Realizamos a entrevista com Bluma Vulfovna Zeigarnik em um dos escritórios do último andar do antigo prédio da Faculdade de Psicologia da Universidade Lomonosov. Localizado em um dos terrenos mais antigos da cidade antiga, exatamente em frente aos muros do Kremlin, ao Parque de Alexandre e ao Palácio dos Congressos, a Faculdade é um prédio de quatro andares, sem elevador. Suas paredes guardam lembranças queridas, o caminho de muitas figuras proeminentes. O decanato que por muitos anos abrigou o trabalho de A. N. Leontiev; o amplo e claro auditório principal onde A. R. Luria ministrava suas aulas de Psicologia Geral, os corredores percorridos por D. B. Elkonin, com seu amplo sorriso, os sábios conselhos de A. V. Zaporozhetz e tantos outros já falecidos. Todos eles faleceram em um período de cinco anos, após quase cinquenta anos juntos nessa luta desigual e, eu diria, heroica, para impor uma psicologia com base marxista, com uma metodologia e perspectiva aprendidas diretamente do pensamento criativo de uma figura do porte de Vigotski.
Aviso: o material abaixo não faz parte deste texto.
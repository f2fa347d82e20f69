// src/main.rs
use clap::Parser;
use tracing_subscriber::EnvFilter;
use vaultform::cli::{run, Cli};

#[tokio::main]
async fn main() -> anyhow::Result<()> {
    // stdout carries JSON, so logs go to stderr
    tracing_subscriber::fmt()
        .with_env_filter(EnvFilter::try_from_default_env().unwrap_or_else(|_| EnvFilter::new("info")))
        .with_writer(std::io::stderr)
        .init();

    let cli = Cli::parse();
    run(cli).await
}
Salas de aula, laboratórios, corredores que também testemunharam os passos de eminentes psicólogos de outros países. Lembro-me pessoalmente das visitas de Jean Piaget, René Zazzo, Paul Fraisse, Joseph Nuttin e muitos outros. E por que não mencionar os mais representativos da psicologia, psiquiatria e psicanálise argentina: Azcoaga, Berdichevsky, Cabral, García Reynoso, Marie Langer, Gervasio y Lea Paz, Emilio Rodrigué, Fernando Ulloa, entre os mais lembrados.

As antigas escadas, com seus mármores desgastados, me levaram a uma pequena sala acompanhado por Bluma Vulfovna. Ela, ainda menor do que nunca (sua altura não deve passar de um metro e cinquenta), com seu coque clássico que ela cuida com atenção, seu traje azul habitual e suas pastas cheias de papéis e sei lá quantos projetos de pesquisa ela ainda está desenvolvendo.

Nos acomodamos diante de uma modesta mesinha e nosso “trabalho” começou. Apenas uma vez a conhecida professora Talizina, especialista em Psicologia Pedagógica, interrompeu a entrevista e deu palavras de encorajamento a Zeigarnik, referindo-se às horas que ela já estava dedicando à entrevista.

O restante foi registrado, com a fidelidade do texto gravado, para que o leitor tenha uma dimensão mais ou menos acabada da personalidade e humanismo que transparecem em sua frágil figura.

Dois dias antes, em um encontro com colegas estrangeiros, ela defendeu suas posições em relação à patologia e ao desenvolvimento da personalidade. Suas palavras foram mais ou menos estas:

“Todo material proveniente da patologia mostra claramente a estrutura das mudanças que ocorrem na personalidade. Mostra as condições em que essas mudanças se manifestam, mas também as condições necessárias para compensar essas alterações.

“Isso nos abre portas para enfraquecer as fronteiras entre as estruturas da personalidade normal e a personalidade doente. As pesquisas realizadas no campo da patologia nos mostram o caminho que leva à divergência, ao patológico, que nem sempre difere das formas que o desenvolvimento normal assume.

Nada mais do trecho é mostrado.